:: Source material
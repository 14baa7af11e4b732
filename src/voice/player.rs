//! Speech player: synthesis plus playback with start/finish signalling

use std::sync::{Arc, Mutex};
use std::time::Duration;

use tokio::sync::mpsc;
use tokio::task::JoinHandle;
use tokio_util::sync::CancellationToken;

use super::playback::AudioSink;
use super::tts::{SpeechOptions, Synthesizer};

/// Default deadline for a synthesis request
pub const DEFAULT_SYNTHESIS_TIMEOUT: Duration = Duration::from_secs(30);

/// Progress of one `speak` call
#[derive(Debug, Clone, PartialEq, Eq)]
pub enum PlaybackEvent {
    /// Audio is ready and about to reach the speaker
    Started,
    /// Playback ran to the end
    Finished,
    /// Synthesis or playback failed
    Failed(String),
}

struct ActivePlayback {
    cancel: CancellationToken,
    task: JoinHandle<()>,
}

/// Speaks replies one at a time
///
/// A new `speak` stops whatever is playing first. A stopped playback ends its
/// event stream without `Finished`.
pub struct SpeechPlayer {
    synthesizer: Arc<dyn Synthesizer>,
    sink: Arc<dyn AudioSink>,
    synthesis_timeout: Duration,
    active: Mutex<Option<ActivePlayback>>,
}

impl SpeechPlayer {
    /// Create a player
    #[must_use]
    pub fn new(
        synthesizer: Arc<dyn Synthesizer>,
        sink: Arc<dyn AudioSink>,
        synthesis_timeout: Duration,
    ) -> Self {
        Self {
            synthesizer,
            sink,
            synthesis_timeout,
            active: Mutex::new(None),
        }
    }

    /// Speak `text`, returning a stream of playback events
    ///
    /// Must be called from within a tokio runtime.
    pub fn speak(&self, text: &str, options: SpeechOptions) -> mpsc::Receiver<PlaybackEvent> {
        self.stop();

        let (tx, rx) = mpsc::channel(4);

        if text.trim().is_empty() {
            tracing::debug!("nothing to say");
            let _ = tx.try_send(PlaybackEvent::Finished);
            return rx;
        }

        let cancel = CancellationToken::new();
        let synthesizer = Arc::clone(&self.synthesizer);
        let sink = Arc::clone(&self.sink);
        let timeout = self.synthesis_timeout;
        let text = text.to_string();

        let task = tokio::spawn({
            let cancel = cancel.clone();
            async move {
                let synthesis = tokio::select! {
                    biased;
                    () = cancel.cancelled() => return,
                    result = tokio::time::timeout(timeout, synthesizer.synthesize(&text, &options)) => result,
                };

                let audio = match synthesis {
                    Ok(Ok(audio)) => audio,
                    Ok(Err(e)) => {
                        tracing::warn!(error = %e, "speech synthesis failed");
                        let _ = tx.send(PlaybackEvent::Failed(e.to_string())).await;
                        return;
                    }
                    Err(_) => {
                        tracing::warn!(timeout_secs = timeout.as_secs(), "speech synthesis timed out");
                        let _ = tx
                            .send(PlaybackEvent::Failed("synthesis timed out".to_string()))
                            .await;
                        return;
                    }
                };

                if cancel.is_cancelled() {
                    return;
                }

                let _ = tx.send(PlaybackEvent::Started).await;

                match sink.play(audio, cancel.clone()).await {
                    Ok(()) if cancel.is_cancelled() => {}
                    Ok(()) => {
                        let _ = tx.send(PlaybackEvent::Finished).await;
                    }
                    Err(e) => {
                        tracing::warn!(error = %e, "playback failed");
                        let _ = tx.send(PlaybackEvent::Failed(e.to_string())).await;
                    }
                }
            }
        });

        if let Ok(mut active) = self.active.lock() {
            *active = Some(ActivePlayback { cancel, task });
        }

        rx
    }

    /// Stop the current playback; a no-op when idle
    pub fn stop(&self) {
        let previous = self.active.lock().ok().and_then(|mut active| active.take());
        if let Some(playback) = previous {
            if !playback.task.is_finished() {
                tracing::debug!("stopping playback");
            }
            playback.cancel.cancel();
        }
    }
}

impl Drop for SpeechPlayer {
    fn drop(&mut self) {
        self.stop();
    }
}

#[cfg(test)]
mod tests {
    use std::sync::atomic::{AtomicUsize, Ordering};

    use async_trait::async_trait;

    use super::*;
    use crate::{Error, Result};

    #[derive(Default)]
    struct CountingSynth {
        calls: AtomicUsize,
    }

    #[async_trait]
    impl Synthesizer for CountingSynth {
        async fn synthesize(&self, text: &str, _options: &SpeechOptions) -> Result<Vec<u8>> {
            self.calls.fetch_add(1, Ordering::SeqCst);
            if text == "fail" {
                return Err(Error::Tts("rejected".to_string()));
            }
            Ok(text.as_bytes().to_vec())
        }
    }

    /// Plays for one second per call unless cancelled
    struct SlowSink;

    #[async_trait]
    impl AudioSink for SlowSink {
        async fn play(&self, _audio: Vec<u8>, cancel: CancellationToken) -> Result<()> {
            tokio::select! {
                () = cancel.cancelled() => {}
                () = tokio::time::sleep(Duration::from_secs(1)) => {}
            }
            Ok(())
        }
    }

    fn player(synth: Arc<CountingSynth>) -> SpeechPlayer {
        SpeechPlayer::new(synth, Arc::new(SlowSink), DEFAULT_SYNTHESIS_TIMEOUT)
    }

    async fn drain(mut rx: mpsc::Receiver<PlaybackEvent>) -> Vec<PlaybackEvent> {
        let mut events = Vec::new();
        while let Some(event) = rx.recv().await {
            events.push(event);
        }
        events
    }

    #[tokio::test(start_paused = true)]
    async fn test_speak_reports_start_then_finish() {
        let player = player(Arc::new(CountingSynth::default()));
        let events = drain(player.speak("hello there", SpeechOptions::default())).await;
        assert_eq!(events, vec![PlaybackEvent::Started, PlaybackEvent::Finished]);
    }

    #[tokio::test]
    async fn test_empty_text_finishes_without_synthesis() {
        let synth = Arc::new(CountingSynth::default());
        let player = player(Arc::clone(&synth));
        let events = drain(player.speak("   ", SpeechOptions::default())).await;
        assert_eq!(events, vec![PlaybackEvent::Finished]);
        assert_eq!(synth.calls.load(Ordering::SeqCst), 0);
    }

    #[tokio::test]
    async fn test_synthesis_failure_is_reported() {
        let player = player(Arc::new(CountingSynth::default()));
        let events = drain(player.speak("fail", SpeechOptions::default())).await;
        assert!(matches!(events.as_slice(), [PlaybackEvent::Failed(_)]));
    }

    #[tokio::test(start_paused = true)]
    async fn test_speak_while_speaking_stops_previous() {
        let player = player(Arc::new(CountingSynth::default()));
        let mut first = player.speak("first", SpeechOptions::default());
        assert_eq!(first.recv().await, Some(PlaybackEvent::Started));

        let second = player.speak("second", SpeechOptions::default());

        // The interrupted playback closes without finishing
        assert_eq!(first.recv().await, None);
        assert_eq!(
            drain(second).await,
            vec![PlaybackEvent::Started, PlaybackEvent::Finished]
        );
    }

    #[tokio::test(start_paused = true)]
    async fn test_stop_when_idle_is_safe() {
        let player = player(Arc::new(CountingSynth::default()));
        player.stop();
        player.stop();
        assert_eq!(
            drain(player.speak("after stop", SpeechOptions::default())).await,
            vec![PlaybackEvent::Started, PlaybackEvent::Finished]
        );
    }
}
::::
About this exercise: The answer is the full set of records, printed exactly as given.

Answer section:
repository 14baa7af11e4b732
filename src/voice/player.rs
//! Speech player: synthesis plus playback with start/finish signalling

use std::sync::{Arc, Mutex};
use std::time::Duration;

use tokio::sync::mpsc;
use tokio::task::JoinHandle;
use tokio_util::sync::CancellationToken;

use super::playback::AudioSink;
use super::tts::{SpeechOptions, Synthesizer};

/// Default deadline for a synthesis request
pub const DEFAULT_SYNTHESIS_TIMEOUT: Duration = Duration::from_secs(30);

/// Progress of one `speak` call
#[derive(Debug, Clone, PartialEq, Eq)]
pub enum PlaybackEvent {
    /// Audio is ready and about to reach the speaker
    Started,
    /// Playback ran to the end
    Finished,
    /// Synthesis or playback failed
    Failed(String),
}

struct ActivePlayback {
    cancel: CancellationToken,
    task: JoinHandle<()>,
}

/// Speaks replies one at a time
///
/// A new `speak` stops whatever is playing first. A stopped playback ends its
/// event stream without `Finished`.
pub struct SpeechPlayer {
    synthesizer: Arc<dyn Synthesizer>,
    sink: Arc<dyn AudioSink>,
    synthesis_timeout: Duration,
    active: Mutex<Option<ActivePlayback>>,
}

impl SpeechPlayer {
    /// Create a player
    #[must_use]
    pub fn new(
        synthesizer: Arc<dyn Synthesizer>,
        sink: Arc<dyn AudioSink>,
        synthesis_timeout: Duration,
    ) -> Self {
        Self {
            synthesizer,
            sink,
            synthesis_timeout,
            active: Mutex::new(None),
        }
    }

    /// Speak `text`, returning a stream of playback events
    ///
    /// Must be called from within a tokio runtime.
    pub fn speak(&self, text: &str, options: SpeechOptions) -> mpsc::Receiver<PlaybackEvent> {
        self.stop();

        let (tx, rx) = mpsc::channel(4);

        if text.trim().is_empty() {
            tracing::debug!("nothing to say");
            let _ = tx.try_send(PlaybackEvent::Finished);
            return rx;
        }

        let cancel = CancellationToken::new();
        let synthesizer = Arc::clone(&self.synthesizer);
        let sink = Arc::clone(&self.sink);
        let timeout = self.synthesis_timeout;
        let text = text.to_string();

        let task = tokio::spawn({
            let cancel = cancel.clone();
            async move {
                let synthesis = tokio::select! {
                    biased;
                    () = cancel.cancelled() => return,
                    result = tokio::time::timeout(timeout, synthesizer.synthesize(&text, &options)) => result,
                };

                let audio = match synthesis {
                    Ok(Ok(audio)) => audio,
                    Ok(Err(e)) => {
                        tracing::warn!(error = %e, "speech synthesis failed");
                        let _ = tx.send(PlaybackEvent::Failed(e.to_string())).await;
                        return;
                    }
                    Err(_) => {
                        tracing::warn!(timeout_secs = timeout.as_secs(), "speech synthesis timed out");
                        let _ = tx
                            .send(PlaybackEvent::Failed("synthesis timed out".to_string()))
                            .await;
                        return;
                    }
                };

                if cancel.is_cancelled() {
                    return;
                }

                let _ = tx.send(PlaybackEvent::Started).await;

                match sink.play(audio, cancel.clone()).await {
                    Ok(()) if cancel.is_cancelled() => {}
                    Ok(()) => {
                        let _ = tx.send(PlaybackEvent::Finished).await;
                    }
                    Err(e) => {
                        tracing::warn!(error = %e, "playback failed");
                        let _ = tx.send(PlaybackEvent::Failed(e.to_string())).await;
                    }
                }
            }
        });

        if let Ok(mut active) = self.active.lock() {
            *active = Some(ActivePlayback { cancel, task });
        }

        rx
    }

    /// Stop the current playback; a no-op when idle
    pub fn stop(&self) {
        let previous = self.active.lock().ok().and_then(|mut active| active.take());
        if let Some(playback) = previous {
            if !playback.task.is_finished() {
                tracing::debug!("stopping playback");
            }
            playback.cancel.cancel();
        }
    }
}

impl Drop for SpeechPlayer {
    fn drop(&mut self) {
        self.stop();
    }
}

#[cfg(test)]
mod tests {
    use std::sync::atomic::{AtomicUsize, Ordering};

    use async_trait::async_trait;

    use super::*;
    use crate::{Error, Result};

    #[derive(Default)]
    struct CountingSynth {
        calls: AtomicUsize,
    }

    #[async_trait]
    impl Synthesizer for CountingSynth {
        async fn synthesize(&self, text: &str, _options: &SpeechOptions) -> Result<Vec<u8>> {
            self.calls.fetch_add(1, Ordering::SeqCst);
            if text == "fail" {
                return Err(Error::Tts("rejected".to_string()));
            }
            Ok(text.as_bytes().to_vec())
        }
    }

    /// Plays for one second per call unless cancelled
    struct SlowSink;

    #[async_trait]
    impl AudioSink for SlowSink {
        async fn play(&self, _audio: Vec<u8>, cancel: CancellationToken) -> Result<()> {
            tokio::select! {
                () = cancel.cancelled() => {}
                () = tokio::time::sleep(Duration::from_secs(1)) => {}
            }
            Ok(())
        }
    }

    fn player(synth: Arc<CountingSynth>) -> SpeechPlayer {
        SpeechPlayer::new(synth, Arc::new(SlowSink), DEFAULT_SYNTHESIS_TIMEOUT)
    }

    async fn drain(mut rx: mpsc::Receiver<PlaybackEvent>) -> Vec<PlaybackEvent> {
        let mut events = Vec::new();
        while let Some(event) = rx.recv().await {
            events.push(event);
        }
        events
    }

    #[tokio::test(start_paused = true)]
    async fn test_speak_reports_start_then_finish() {
        let player = player(Arc::new(CountingSynth::default()));
        let events = drain(player.speak("hello there", SpeechOptions::default())).await;
        assert_eq!(events, vec![PlaybackEvent::Started, PlaybackEvent::Finished]);
    }

    #[tokio::test]
    async fn test_empty_text_finishes_without_synthesis() {
        let synth = Arc::new(CountingSynth::default());
        let player = player(Arc::clone(&synth));
        let events = drain(player.speak("   ", SpeechOptions::default())).await;
        assert_eq!(events, vec![PlaybackEvent::Finished]);
        assert_eq!(synth.calls.load(Ordering::SeqCst), 0);
    }

    #[tokio::test]
    async fn test_synthesis_failure_is_reported() {
        let player = player(Arc::new(CountingSynth::default()));
        let events = drain(player.speak("fail", SpeechOptions::default())).await;
        assert!(matches!(events.as_slice(), [PlaybackEvent::Failed(_)]));
    }

    #[tokio::test(start_paused = true)]
    async fn test_speak_while_speaking_stops_previous() {
        let player = player(Arc::new(CountingSynth::default()));
        let mut first = player.speak("first", SpeechOptions::default());
        assert_eq!(first.recv().await, Some(PlaybackEvent::Started));

        let second = player.speak("second", SpeechOptions::default());

        // The interrupted playback closes without finishing
        assert_eq!(first.recv().await, None);
        assert_eq!(
            drain(second).await,
            vec![PlaybackEvent::Started, PlaybackEvent::Finished]
        );
    }

    #[tokio::test(start_paused = true)]
    async fn test_stop_when_idle_is_safe() {
        let player = player(Arc::new(CountingSynth::default()));
        player.stop();
        player.stop();
        assert_eq!(
            drain(player.speak("after stop", SpeechOptions::default())).await,
            vec![PlaybackEvent::Started, PlaybackEvent::Finished]
        );
    }
}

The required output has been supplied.